Molecular basis of enhanced GLP-1 signaling mediated by GLP-1(9-36) in conjunction with LSN3318839

Abstract Glucagon-like peptide-1 (GLP-1) receptor (GLP-1R) is essential for glucose metabolism and energy balance. It is primarily activated by the endogenous hormone GLP-1(7-36) and its weaker metabolite GLP-1(9-36). Although GLP-1(9-36) was previously considered biologically inactive, emerging evidence indicate that it exerts cardioprotective and insulinotropic actions. Here, we present cryo-electron microscopy structures showing that GLP-1(9-36) binds to an atypical site composed of the upper halves of transmembrane helices 1 (TM1) and 2 (TM2), extracellular loop 1, and the extracellular domain, distinct from the binding site of GLP-1(7-36).

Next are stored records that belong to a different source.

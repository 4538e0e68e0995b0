//! # TuneStack Music Service
//!
//! ```bash
//! MUSIC_SERVICE_PORT=8002 cargo run -p tunestack-music
//! ```

use tunestack_music::{
    app::{build_router, AppState},
    config, db,
};
use tunestack_shared::{db::pool::close_pool, http::server::serve, telemetry::init_tracing};

#[tokio::main]
async fn main() -> anyhow::Result<()> {
    init_tracing("tunestack_music=debug,tunestack_shared=debug,tower_http=debug");

    tracing::info!(
        "TuneStack Music Service v{} starting...",
        env!("CARGO_PKG_VERSION")
    );

    let config = config::from_env()?;
    let address = config.bind_address();

    let pool = db::connect(&config).await?;
    let app = build_router(AppState::new(pool.clone(), config));

    serve(app, &address).await?;

    close_pool(pool).await;
    tracing::info!("Music Service stopped");

    Ok(())
}
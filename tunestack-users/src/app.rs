/// Application state and router builder
///
/// # Example
///
/// ```no_run
/// use tunestack_users::{app::{build_router, AppState}, config, db};
///
/// # async fn example() -> anyhow::Result<()> {
/// let config = config::from_env()?;
/// let pool = db::connect(&config).await?;
/// let app = build_router(AppState::new(pool, config));
///
/// let listener = tokio::net::TcpListener::bind("0.0.0.0:8001").await?;
/// axum::serve(listener, app).await?;
/// # Ok(())
/// # }
/// ```

use crate::{docs, routes};
use axum::{
    extract::FromRef,
    routing::{get, post},
    Router,
};
use sqlx::SqlitePool;
use std::sync::Arc;
use tunestack_shared::{
    config::ServiceConfig,
    http::{
        health::{health_routes, ServiceInfo},
        server::apply_middleware,
    },
};

/// Shared application state
///
/// Cloned into every handler through axum's `State` extractor.
#[derive(Clone, FromRef)]
pub struct AppState {
    /// Users database
    pub db: SqlitePool,

    /// Service configuration
    pub config: Arc<ServiceConfig>,

    /// Name and version reported by `/` and `/health`
    pub info: ServiceInfo,
}

impl AppState {
    /// Creates new application state
    pub fn new(db: SqlitePool, config: ServiceConfig) -> Self {
        Self {
            db,
            config: Arc::new(config),
            info: ServiceInfo {
                name: "User Service",
                version: env!("CARGO_PKG_VERSION"),
            },
        }
    }
}

/// Builds the complete router with all routes and middleware
///
/// ```text
/// /
/// ├── GET    /                  # Service banner
/// ├── GET    /health            # Health check
/// ├── GET    /docs              # Swagger UI
/// ├── POST   /users/register
/// ├── POST   /users/login
/// ├── GET    /users
/// ├── GET    /users/:id
/// └── DELETE /users/:id
/// ```
pub fn build_router(state: AppState) -> Router {
    let user_routes = Router::new()
        .route("/users", get(routes::users::list_users))
        .route("/users/register", post(routes::users::register))
        .route("/users/login", post(routes::users::login))
        .route(
            "/users/:id",
            get(routes::users::get_user).delete(routes::users::delete_user),
        );

    let router = Router::new()
        .merge(health_routes())
        .merge(user_routes)
        .merge(docs::docs_routes())
        .with_state(state.clone());

    apply_middleware(router, &state.config.api)
}
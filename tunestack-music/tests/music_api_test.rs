/// Integration tests for the Music Service HTTP API

mod common;

use axum::http::StatusCode;
use common::TestContext;
use serde_json::json;
use tunestack_music::models::song::Song;

#[tokio::test]
async fn test_create_then_fetch_returns_same_song() {
    let ctx = TestContext::new().await.unwrap();

    let created = ctx
        .create("/songs", json!({"title": "X", "artist": "Y"}))
        .await;
    let id = created["id"].as_i64().expect("generated id");
    assert_eq!(created["title"], "X");
    assert_eq!(created["artist"], "Y");
    assert!(created["album"].is_null());
    assert!(created["duration_seconds"].is_null());

    let (status, fetched) = ctx.send("GET", &format!("/songs/{id}"), None).await;
    assert_eq!(status, StatusCode::OK);
    assert_eq!(fetched, created);
}

#[tokio::test]
async fn test_create_song_validation() {
    let ctx = TestContext::new().await.unwrap();

    let (status, body) = ctx
        .send(
            "POST",
            "/songs",
            Some(json!({"title": "", "artist": "Y", "duration_seconds": 0})),
        )
        .await;
    assert_eq!(status, StatusCode::UNPROCESSABLE_ENTITY);
    let fields: Vec<&str> = body["details"]
        .as_array()
        .unwrap()
        .iter()
        .map(|d| d["field"].as_str().unwrap())
        .collect();
    assert_eq!(fields, vec!["duration_seconds", "title"]);

    // Missing required field is rejected by the JSON extractor
    let (status, _) = ctx
        .send("POST", "/songs", Some(json!({"title": "X"})))
        .await;
    assert!(status.is_client_error());

    assert_eq!(Song::count(&ctx.db).await.unwrap(), 0);
}

#[tokio::test]
async fn test_update_changes_only_supplied_fields() {
    let ctx = TestContext::new().await.unwrap();
    let created = ctx
        .create(
            "/songs",
            json!({
                "title": "Blue in Green",
                "artist": "Miles Davis",
                "album": "Kind of Blue",
                "release_year": 1959
            }),
        )
        .await;
    let id = created["id"].as_i64().unwrap();

    let (status, updated) = ctx
        .send(
            "PUT",
            &format!("/songs/{id}"),
            Some(json!({"genre": "Jazz", "duration_seconds": 337})),
        )
        .await;
    assert_eq!(status, StatusCode::OK);
    assert_eq!(updated["genre"], "Jazz");
    assert_eq!(updated["duration_seconds"], 337);
    assert_eq!(updated["title"], created["title"]);
    assert_eq!(updated["album"], created["album"]);
    assert_eq!(updated["release_year"], created["release_year"]);
    assert_eq!(updated["created_at"], created["created_at"]);

    let (status, _) = ctx
        .send("PUT", "/songs/999", Some(json!({"genre": "Jazz"})))
        .await;
    assert_eq!(status, StatusCode::NOT_FOUND);
}

#[tokio::test]
async fn test_update_with_null_clears_field() {
    let ctx = TestContext::new().await.unwrap();
    let created = ctx
        .create(
            "/songs",
            json!({"title": "Naima", "artist": "John Coltrane", "album": "Giant Steps", "genre": "Jazz"}),
        )
        .await;
    let id = created["id"].as_i64().unwrap();

    let (status, updated) = ctx
        .send("PUT", &format!("/songs/{id}"), Some(json!({"album": null})))
        .await;
    assert_eq!(status, StatusCode::OK);
    assert!(updated["album"].is_null());
    assert_eq!(updated["genre"], "Jazz");

    let (status, updated) = ctx
        .send("PUT", &format!("/songs/{id}"), Some(json!({"duration_seconds": 0})))
        .await;
    assert_eq!(status, StatusCode::UNPROCESSABLE_ENTITY);
    assert_eq!(updated["details"][0]["field"], "duration_seconds");
}

#[tokio::test]
async fn test_malformed_requests_get_json_errors() {
    let ctx = TestContext::new().await.unwrap();

    let (status, body) = ctx.send("GET", "/songs/abc", None).await;
    assert_eq!(status, StatusCode::BAD_REQUEST);
    assert_eq!(body["error"], "bad_request");

    let (status, body) = ctx.send("POST", "/songs", Some(json!({"title": "X"}))).await;
    assert_eq!(status, StatusCode::UNPROCESSABLE_ENTITY);
    assert_eq!(body["error"], "validation_error");

    let (status, body) = ctx
        .send("PUT", "/songs/1", Some(json!({"duration_seconds": "long"})))
        .await;
    assert_eq!(status, StatusCode::UNPROCESSABLE_ENTITY);
    assert_eq!(body["details"][0]["field"], "body");

    let (status, body) = ctx.send("GET", "/songs?limit=many", None).await;
    assert_eq!(status, StatusCode::BAD_REQUEST);
    assert_eq!(body["error"], "bad_request");
}

#[tokio::test]
async fn test_list_songs_with_artist_filter_and_paging() {
    let ctx = TestContext::new().await.unwrap();
    for (title, artist) in [
        ("So What", "Miles Davis"),
        ("Naima", "John Coltrane"),
        ("Freddie Freeloader", "Miles Davis"),
    ] {
        ctx.create("/songs", json!({"title": title, "artist": artist}))
            .await;
    }

    let (status, all) = ctx.send("GET", "/songs", None).await;
    assert_eq!(status, StatusCode::OK);
    assert_eq!(all.as_array().unwrap().len(), 3);

    let (_, miles) = ctx.send("GET", "/songs?artist=Miles%20Davis", None).await;
    let titles: Vec<&str> = miles
        .as_array()
        .unwrap()
        .iter()
        .map(|s| s["title"].as_str().unwrap())
        .collect();
    assert_eq!(titles, vec!["So What", "Freddie Freeloader"]);

    let (_, page) = ctx.send("GET", "/songs?limit=1&offset=1", None).await;
    assert_eq!(page.as_array().unwrap().len(), 1);
    assert_eq!(page[0]["title"], "Naima");
}

#[tokio::test]
async fn test_delete_song() {
    let ctx = TestContext::new().await.unwrap();
    let created = ctx
        .create("/songs", json!({"title": "X", "artist": "Y"}))
        .await;
    let id = created["id"].as_i64().unwrap();

    let (status, body) = ctx.send("DELETE", &format!("/songs/{id}"), None).await;
    assert_eq!(status, StatusCode::OK);
    assert_eq!(body["message"], format!("Song {id} deleted successfully"));

    let (status, _) = ctx.send("GET", &format!("/songs/{id}"), None).await;
    assert_eq!(status, StatusCode::NOT_FOUND);

    let (status, body) = ctx.send("DELETE", &format!("/songs/{id}"), None).await;
    assert_eq!(status, StatusCode::NOT_FOUND);
    assert_eq!(body["error"], "not_found");
}

#[tokio::test]
async fn test_artist_endpoints() {
    let ctx = TestContext::new().await.unwrap();

    let artist = ctx
        .create(
            "/artists",
            json!({"name": "Nina Simone", "country": "US"}),
        )
        .await;
    let id = artist["id"].as_i64().unwrap();

    let (status, _) = ctx
        .send("POST", "/artists", Some(json!({"name": "nina simone"})))
        .await;
    assert_eq!(status, StatusCode::CONFLICT);

    let (status, fetched) = ctx.send("GET", &format!("/artists/{id}"), None).await;
    assert_eq!(status, StatusCode::OK);
    assert_eq!(fetched, artist);

    let (_, list) = ctx.send("GET", "/artists", None).await;
    assert_eq!(list.as_array().unwrap().len(), 1);

    let (status, _) = ctx.send("DELETE", &format!("/artists/{id}"), None).await;
    assert_eq!(status, StatusCode::OK);
    let (status, _) = ctx.send("GET", &format!("/artists/{id}"), None).await;
    assert_eq!(status, StatusCode::NOT_FOUND);
}

#[tokio::test]
async fn test_album_endpoints() {
    let ctx = TestContext::new().await.unwrap();

    let album = ctx
        .create(
            "/albums",
            json!({"title": "A Love Supreme", "artist": "John Coltrane", "release_year": 1965}),
        )
        .await;
    ctx.create("/albums", json!({"title": "Kind of Blue", "artist": "Miles Davis"}))
        .await;
    let id = album["id"].as_i64().unwrap();

    let (status, fetched) = ctx.send("GET", &format!("/albums/{id}"), None).await;
    assert_eq!(status, StatusCode::OK);
    assert_eq!(fetched, album);

    let (_, filtered) = ctx
        .send("GET", "/albums?artist=John%20Coltrane", None)
        .await;
    assert_eq!(filtered.as_array().unwrap().len(), 1);

    let (status, _) = ctx.send("DELETE", &format!("/albums/{id}"), None).await;
    assert_eq!(status, StatusCode::OK);
    let (status, _) = ctx.send("DELETE", &format!("/albums/{id}"), None).await;
    assert_eq!(status, StatusCode::NOT_FOUND);
}

#[tokio::test]
async fn test_banner_and_health() {
    let ctx = TestContext::new().await.unwrap();

    let (status, banner) = ctx.send("GET", "/", None).await;
    assert_eq!(status, StatusCode::OK);
    assert_eq!(banner["service"], "Music Service");

    let (status, health) = ctx.send("GET", "/health", None).await;
    assert_eq!(status, StatusCode::OK);
    assert_eq!(health["status"], "healthy");

    let (status, doc) = ctx.send("GET", "/api-docs/openapi.json", None).await;
    assert_eq!(status, StatusCode::OK);
    assert!(doc["paths"]["/songs/{id}"]["put"].is_object());
}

Meanwhile, LSN3318839, an orally effective positive allosteric modulator selective for GLP-1(9-36), anchors in the TM1-TM2 cleft and repositions GLP-1(9-36) to adopt a binding pose like GLP-1(7-36), thereby enhancing GLP-1R-mediated signal transduction. Mutagenesis and molecular dynamics simulations confirmed the crucial interactions and structural adjustments involved in this modulation. Our study uncovers a novel binding mode of GLP-1 metabolite and allosteric modulation that augments GLP-1R signaling, both are potentially insightful to unveil the physiological role of GLP-1(9-36) and design better small molecule therapeutics targeting GLP-1R.